Before we get started, I want to mention that this follow up to Emmerich’s post was composed prior to having seen what he wrote. I suggest reading his post before before mine, so to check our Part 1, click here or just scroll down for a bit).
Because I manage a long term randomized evaluation (RE), the debate about the merits of this type of study is close to my heart, and I enjoy reading eminent economists and development experts go back and forth attacking and defending their value. It is fun to get caught up in intellectual disputes where the adversaries have ground to stand on. (some might say that I am making too much of the disagreement, but it seems to me that Dani Rodrik and Abhijit Banerjee and Esther Duflo have strongly contrasting views).

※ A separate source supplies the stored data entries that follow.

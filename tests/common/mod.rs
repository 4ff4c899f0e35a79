//! Shared fixtures for the integration suites.
#![allow(dead_code)]

use std::collections::VecDeque;
use std::fs;
use std::path::{Path, PathBuf};

use regatta::compiler::{CompileRequest, CompilerService, LinkRequest};
use regatta::config::HarnessConfig;
use regatta::diagnostics::HarnessError;
use regatta::discovery::{Discovery, TestCase};
use regatta::transcript::Transcript;
use regatta::workspace::{self, Workspace};

/// Baseline for a CompileOnly pipeline whose compile succeeds silently.
pub const PASSING_COMPILE_BASELINE: &str =
    "=================================\n         Console output          \n=================================\nEXIT: 0\n";

/// Writes a file, creating parent directories as needed.
pub fn write_file(path: &Path, contents: &str) {
    if let Some(parent) = path.parent() {
        fs::create_dir_all(parent).expect("create fixture directory");
    }
    fs::write(path, contents).expect("write fixture file");
}

/// Lays out one test case: a source program plus, per entry, a test-type
/// subdirectory with its descriptor and optional baseline.
pub fn make_case(
    test_root: &Path,
    category: &str,
    name: &str,
    types: &[(&str, &str, Option<&str>)],
) -> PathBuf {
    let case_dir = test_root.join(category).join(name);
    write_file(
        &case_dir.join(format!("{name}.mica")),
        "machine Main { start state Init { } }\n",
    );
    for (type_dir, descriptor, baseline) in types {
        write_file(&case_dir.join(type_dir).join("testconfig.yaml"), descriptor);
        if let Some(baseline) = baseline {
            write_file(&case_dir.join(type_dir).join("acc_0.txt"), baseline);
        }
    }
    case_dir
}

/// Discovers the fixture tree and stages the named case.
pub fn discover_and_stage(config: &HarnessConfig, name: &str) -> (TestCase, Workspace) {
    fs::create_dir_all(&config.results_root).expect("create results root");
    let cases = Discovery::new(&config.test_root)
        .exclude(&config.results_root)
        .cases()
        .expect("discovery should succeed");
    let case = cases
        .into_iter()
        .find(|case| case.name == name)
        .expect("fixture case should be discovered");
    let workspace =
        workspace::stage(&case, &config.test_root, &config.results_root).expect("staging");
    (case, workspace)
}

/// In-memory compiler double with queued per-stage results.
///
/// Stages default to success once the queues run dry; `emits` are written
/// into the output directory on every successful compile, standing in for
/// generated backend artifacts.
pub struct ScriptedCompiler {
    pub compile_results: VecDeque<bool>,
    pub link_results: VecDeque<bool>,
    pub emits: Vec<(String, String)>,
    /// Console output the fake compiler prints while compiling.
    pub compile_output: Option<String>,
    pub compile_calls: usize,
    pub link_calls: usize,
}

impl ScriptedCompiler {
    pub fn succeeding() -> Self {
        Self {
            compile_results: VecDeque::new(),
            link_results: VecDeque::new(),
            emits: Vec::new(),
            compile_output: None,
            compile_calls: 0,
            link_calls: 0,
        }
    }

    pub fn failing_compile() -> Self {
        let mut compiler = Self::succeeding();
        compiler.compile_results.push_back(false);
        compiler
    }

    pub fn failing_link() -> Self {
        let mut compiler = Self::succeeding();
        compiler.link_results.push_back(false);
        compiler
    }

    pub fn with_emits(mut self, emits: &[(&str, &str)]) -> Self {
        self.emits = emits
            .iter()
            .map(|(name, contents)| (name.to_string(), contents.to_string()))
            .collect();
        self
    }
}

impl CompilerService for ScriptedCompiler {
    fn compile(
        &mut self,
        request: &CompileRequest,
        transcript: &mut Transcript,
    ) -> Result<bool, HarnessError> {
        self.compile_calls += 1;
        if let Some(output) = &self.compile_output {
            transcript.raw(output);
        }
        let ok = self.compile_results.pop_front().unwrap_or(true);
        if ok {
            for (name, contents) in &self.emits {
                write_file(&request.output_dir.join(name), contents);
            }
        }
        Ok(ok)
    }

    fn link(
        &mut self,
        _request: &LinkRequest,
        _transcript: &mut Transcript,
    ) -> Result<bool, HarnessError> {
        self.link_calls += 1;
        Ok(self.link_results.pop_front().unwrap_or(true))
    }
}

/// Drops an executable `/bin/sh` script into `dir` and returns its path.
#[cfg(unix)]
pub fn write_script(dir: &Path, name: &str, body: &str) -> PathBuf {
    use std::os::unix::fs::PermissionsExt;

    let path = dir.join(name);
    fs::write(&path, format!("#!/bin/sh\n{body}\n")).expect("write fixture script");
    fs::set_permissions(&path, fs::Permissions::from_mode(0o755)).expect("mark script executable");
    path
}
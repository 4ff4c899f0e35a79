//! Workspace staging.
//!
//! Each run of a test case executes against an isolated copy of the case's
//! source tree under the results root, never against the original. The copy
//! mirrors the case's path relative to the test root, so distinct cases can
//! never collide. The staged tree is left behind for post-mortem inspection.

use std::fs;
use std::path::{Path, PathBuf};

use tracing::warn;
use walkdir::WalkDir;

use crate::descriptor::TestType;
use crate::diagnostics::HarnessError;
use crate::discovery::TestCase;

/// A staged copy of one test case, owned exclusively by the run that made it.
#[derive(Debug, Clone)]
pub struct Workspace {
    /// Root of the staged copy.
    pub root: PathBuf,
}

impl Workspace {
    /// The per-type directory: execute-stage cwd, home of baseline, actual
    /// output, and include files.
    pub fn active_dir(&self, test_type: TestType) -> PathBuf {
        self.root.join(test_type.dir_name())
    }
}

/// Clones the case's tree to `<resultsRoot>/<relativePath>`.
///
/// A previous staged copy is removed first so every run starts from the
/// canonical sources. If the removal fails transiently the copy proceeds over
/// the old tree instead; stale generated files are then cleaned selectively
/// by the per-type delete lists.
pub fn stage(
    case: &TestCase,
    test_root: &Path,
    results_root: &Path,
) -> Result<Workspace, HarnessError> {
    let relative = case.source_dir.strip_prefix(test_root).map_err(|_| {
        HarnessError::internal(format!(
            "test case {} lies outside the test root {}",
            case.source_dir.display(),
            test_root.display()
        ))
    })?;
    let destination = results_root.join(relative);

    if destination.exists() {
        if let Err(e) = fs::remove_dir_all(&destination) {
            warn!(
                path = %destination.display(),
                error = %e,
                "could not remove previous staged copy; overwriting in place"
            );
        }
    }
    deep_copy(&case.source_dir, &destination)?;
    Ok(Workspace { root: destination })
}

/// Recursively copies `src` into `dst`, overwriting files that exist.
pub fn deep_copy(src: &Path, dst: &Path) -> Result<(), HarnessError> {
    for entry in WalkDir::new(src) {
        let entry =
            entry.map_err(|e| HarnessError::internal(format!("failed to walk {}: {e}", src.display())))?;
        let relative = entry.path().strip_prefix(src).map_err(|_| {
            HarnessError::internal(format!(
                "walked entry {} escapes {}",
                entry.path().display(),
                src.display()
            ))
        })?;
        let target = dst.join(relative);
        if entry.file_type().is_dir() {
            fs::create_dir_all(&target).map_err(|e| HarnessError::io(&target, e))?;
        } else {
            if let Some(parent) = target.parent() {
                fs::create_dir_all(parent).map_err(|e| HarnessError::io(parent, e))?;
            }
            fs::copy(entry.path(), &target).map_err(|e| HarnessError::io(&target, e))?;
        }
    }
    Ok(())
}

/// Removes the stale files a descriptor asks to clear before a run.
pub fn apply_deletes(active_dir: &Path, deletes: &[String]) -> Result<(), HarnessError> {
    for name in deletes {
        let path = active_dir.join(name);
        if path.exists() {
            fs::remove_file(&path).map_err(|e| HarnessError::io(&path, e))?;
        }
    }
    Ok(())
}
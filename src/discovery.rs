//! Test-case discovery.
//!
//! Walks the test root and yields one record per test-case directory, i.e.
//! any directory with at least one test-type subdirectory containing a
//! descriptor. Directories without descriptors are skipped silently; a
//! descriptor that fails to parse, or a recognized case with no source
//! program, is a broken fixture and fatal to discovery.

use std::collections::BTreeMap;
use std::fs;
use std::path::{Path, PathBuf};

use walkdir::WalkDir;

use crate::descriptor::{TestConfig, TestType, DESCRIPTOR_FILE};
use crate::diagnostics::HarnessError;

/// File extension of mica source programs.
pub const SOURCE_EXTENSION: &str = "mica";

/// One discovered test case, immutable after creation.
#[derive(Debug, Clone)]
pub struct TestCase {
    /// Human-readable name: the case directory's name.
    pub name: String,
    /// The original (unstaged) case directory.
    pub source_dir: PathBuf,
    /// Source file names relative to the case directory, sorted. Never
    /// empty; the first entry is the primary input.
    pub sources: Vec<String>,
    /// Per-type configuration, iterated in fixed execution order.
    pub configs: BTreeMap<TestType, TestConfig>,
}

impl TestCase {
    pub fn primary_source(&self) -> &str {
        &self.sources[0]
    }
}

/// Walks a test root for test cases.
#[derive(Debug)]
pub struct Discovery {
    root: PathBuf,
    excluded: Vec<PathBuf>,
}

impl Discovery {
    pub fn new(root: impl Into<PathBuf>) -> Self {
        Self {
            root: root.into(),
            excluded: Vec::new(),
        }
    }

    /// Prunes a directory from the walk. Used for the results root, so a
    /// previous run's staged copies are never rediscovered as cases.
    pub fn exclude(mut self, dir: impl Into<PathBuf>) -> Self {
        self.excluded.push(dir.into());
        self
    }

    /// Lazily yields test cases in sorted directory order.
    pub fn iter(&self) -> impl Iterator<Item = Result<TestCase, HarnessError>> + '_ {
        let excluded = self.excluded.clone();
        WalkDir::new(&self.root)
            .sort_by_file_name()
            .into_iter()
            .filter_entry(move |entry| !excluded.iter().any(|ex| entry.path() == ex))
            .filter_map(|entry| match entry {
                Ok(entry) if entry.file_type().is_dir() => load_case(entry.path()).transpose(),
                Ok(_) => None,
                Err(e) => Some(Err(HarnessError::internal(format!(
                    "failed to walk test root: {e}"
                )))),
            })
    }

    /// Collects every case; the first malformed fixture aborts discovery.
    pub fn cases(&self) -> Result<Vec<TestCase>, HarnessError> {
        self.iter().collect()
    }
}

/// Reads one directory as a test case, or `None` if it has no descriptors.
fn load_case(dir: &Path) -> Result<Option<TestCase>, HarnessError> {
    let mut configs = BTreeMap::new();
    for test_type in TestType::ALL {
        let descriptor = dir.join(test_type.dir_name()).join(DESCRIPTOR_FILE);
        if descriptor.is_file() {
            configs.insert(test_type, TestConfig::load(&descriptor)?);
        }
    }
    if configs.is_empty() {
        return Ok(None);
    }

    let name = match dir.file_name() {
        Some(name) => name.to_string_lossy().into_owned(),
        None => {
            return Err(HarnessError::internal(format!(
                "test case directory {} has no name",
                dir.display()
            )))
        }
    };
    let sources = source_files(dir)?;
    Ok(Some(TestCase {
        name,
        source_dir: dir.to_path_buf(),
        sources,
        configs,
    }))
}

/// The case's source file names, sorted so the primary input is stable.
fn source_files(dir: &Path) -> Result<Vec<String>, HarnessError> {
    let mut files = Vec::new();
    let entries = fs::read_dir(dir).map_err(|e| HarnessError::io(dir, e))?;
    for entry in entries {
        let entry = entry.map_err(|e| HarnessError::io(dir, e))?;
        let path = entry.path();
        if path.is_file() && path.extension().is_some_and(|ext| ext == SOURCE_EXTENSION) {
            files.push(entry.file_name().to_string_lossy().into_owned());
        }
    }
    files.sort();
    if files.is_empty() {
        return Err(HarnessError::MissingSource {
            dir: dir.to_path_buf(),
        });
    }
    Ok(files)
}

But when I take a step back from the discussion, it all seems quite premature. It has only been in the last ten years that a large number of randomized evaluations on development programs have been conducted. And among those, only a handful that have statistical power and major policy implications. The impact of randomized evaluations will take years to understand, both in how greatly the results from these studies will affect policy and whether these results can lead to a new paradigm in how we think about development.
I like to use the analogy of international economic development as a large corporation like the old RJR Nabisco (a cigarette and snack company). Randomized evaluation is a new product that the company is putting a fair amount of investment in, but understands that it is a calculated risk. It might turn out to be a grand failure like RJR’s smokeless cigarette (a grand failure) or it may well turn out to be the Animal Cracker (a massive success). I tend to believe that randomized evaluations will turn out to be quite fruitful in developing and promoting effective programs, but either way, the intellectual foundation for conducting these types of evaluations is sound, so it seems a sensible risk.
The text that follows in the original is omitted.